MATERIAL TO PROCESS:
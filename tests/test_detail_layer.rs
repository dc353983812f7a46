//! End-to-end tests for the detail-layer proxy route.
//!
//! The full production router is driven with `tower::ServiceExt::oneshot`
//! against a mock upstream, so envelope shapes and status mapping are
//! exercised exactly as the front-end sees them.

use std::path::PathBuf;
use std::sync::Arc;

use axum::body::Body;
use axum::http::{Request, StatusCode};
use httpmock::prelude::*;
use serde_json::{json, Value};
use tower::util::ServiceExt;

use dinhgia_gateway::config::{
    PerplexityProviderConfig, ProxyProviderConfig, SearchConfig, UpstreamConfig,
};
use dinhgia_gateway::mapservice::MapServiceClient;
use dinhgia_gateway::search::MarketSearch;
use dinhgia_gateway::server::{build_router, AppState};

/// Search config with both providers unavailable — these tests never search.
fn search_config_disabled() -> SearchConfig {
    SearchConfig {
        prompts_dir: PathBuf::from("config/prompts"),
        max_tokens: 500,
        temperature: 0.2,
        proxy: ProxyProviderConfig {
            enabled: false,
            api_base_url: String::new(),
            model: "test-model".into(),
            timeout_seconds: 1,
            api_key: None,
        },
        perplexity: PerplexityProviderConfig {
            enabled: false,
            api_base_url: String::new(),
            model: "test-model".into(),
            timeout_seconds: 1,
            api_key: None,
        },
    }
}

fn state_for(upstream_base_url: &str) -> AppState {
    let upstream = UpstreamConfig {
        base_url: upstream_base_url.to_string(),
        timeout_seconds: 2,
    };
    AppState {
        service: Arc::from("dinhgia-gateway-test"),
        map: MapServiceClient::new(&upstream).unwrap(),
        search: Arc::new(MarketSearch::from_config(&search_config_disabled()).unwrap()),
    }
}

async fn get_json(state: AppState, uri: &str) -> (StatusCode, Value) {
    let response = build_router(state)
        .oneshot(Request::builder().uri(uri).body(Body::empty()).unwrap())
        .await
        .unwrap();
    let status = response.status();
    let bytes = axum::body::to_bytes(response.into_body(), usize::MAX)
        .await
        .unwrap();
    let value = serde_json::from_slice(&bytes).unwrap();
    (status, value)
}

#[tokio::test]
async fn test_missing_id_is_rejected() {
    let state = state_for("http://127.0.0.1:1");

    let (status, body) = get_json(state, "/api/map-service/detail-layer").await;

    assert_eq!(status, StatusCode::BAD_REQUEST);
    assert_eq!(body["success"], json!(false));
    assert_eq!(body["message"], json!("Missing id parameter"));
}

#[tokio::test]
async fn test_empty_id_is_rejected() {
    let state = state_for("http://127.0.0.1:1");

    let (status, body) = get_json(state, "/api/map-service/detail-layer?id=").await;

    assert_eq!(status, StatusCode::BAD_REQUEST);
    assert_eq!(body["message"], json!("Missing id parameter"));
}

#[tokio::test]
async fn test_json_body_passes_through() {
    let server = MockServer::start();
    let upstream = server.mock(|when, then| {
        when.method(GET)
            .path("/map-service/detail-layer")
            .query_param("id", "4281");
        then.status(200).json_body(json!({
            "success": true,
            "data": {"id": 4281, "name": "Quy hoạch 2030"}
        }));
    });
    let state = state_for(&server.base_url());

    let (status, body) = get_json(state, "/api/map-service/detail-layer?id=4281").await;

    upstream.assert();
    assert_eq!(status, StatusCode::OK);
    assert_eq!(body["success"], json!(true));
    assert_eq!(body["data"]["id"], json!(4281));
}

#[tokio::test]
async fn test_html_body_is_wrapped() {
    let server = MockServer::start();
    let upstream = server.mock(|when, then| {
        when.method(GET).path("/map-service/detail-layer");
        then.status(200)
            .header("content-type", "text/html")
            .body("<html><body>Đăng nhập</body></html>");
    });
    let state = state_for(&server.base_url());

    let (status, body) = get_json(state, "/api/map-service/detail-layer?id=9").await;

    upstream.assert();
    assert_eq!(status, StatusCode::OK);
    assert_eq!(body["success"], json!(false));
    assert_eq!(body["status"], json!(200));
    assert!(body["html"].as_str().unwrap().contains("Đăng nhập"));
}

#[tokio::test]
async fn test_upstream_error_maps_to_bad_gateway() {
    let server = MockServer::start();
    let upstream = server.mock(|when, then| {
        when.method(GET).path("/map-service/detail-layer");
        then.status(500).body("internal error");
    });
    let state = state_for(&server.base_url());

    let (status, body) = get_json(state, "/api/map-service/detail-layer?id=9").await;

    upstream.assert();
    assert_eq!(status, StatusCode::BAD_GATEWAY);
    assert_eq!(body["success"], json!(false));
    assert_eq!(body["message"], json!("Upstream detail-layer error"));
    assert_eq!(body["status"], json!(500));
}

#[tokio::test]
async fn test_unreachable_upstream_is_internal_error() {
    // Port 1 is never listening — the connect fails immediately.
    let state = state_for("http://127.0.0.1:1");

    let (status, body) = get_json(state, "/api/map-service/detail-layer?id=9").await;

    assert_eq!(status, StatusCode::INTERNAL_SERVER_ERROR);
    assert_eq!(body["success"], json!(false));
    assert_eq!(body["message"], json!("Internal server error"));
}

#[tokio::test]
async fn test_health_reports_service_and_providers() {
    let state = state_for("http://127.0.0.1:1");

    let (status, body) = get_json(state, "/api/health").await;

    assert_eq!(status, StatusCode::OK);
    assert_eq!(body["service"], json!("dinhgia-gateway-test"));
    assert_eq!(body["status"], json!("ok"));
    assert_eq!(body["providers"]["proxy"], json!(false));
    assert_eq!(body["providers"]["perplexity"], json!(false));
    assert!(body["version"].as_str().is_some());
}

WHAT IS BEING ASKED: Each line in the listing above from the one containing "use httpmock::prelude::*;" through the one containing "use dinhgia_gateway::mapservice::MapServiceClient;" should be repeated exactly, and no other line.

TASK OUTPUT:
use httpmock::prelude::*;
use serde_json::{json, Value};
use tower::util::ServiceExt;

use dinhgia_gateway::config::{
    PerplexityProviderConfig, ProxyProviderConfig, SearchConfig, UpstreamConfig,
};
use dinhgia_gateway::mapservice::MapServiceClient;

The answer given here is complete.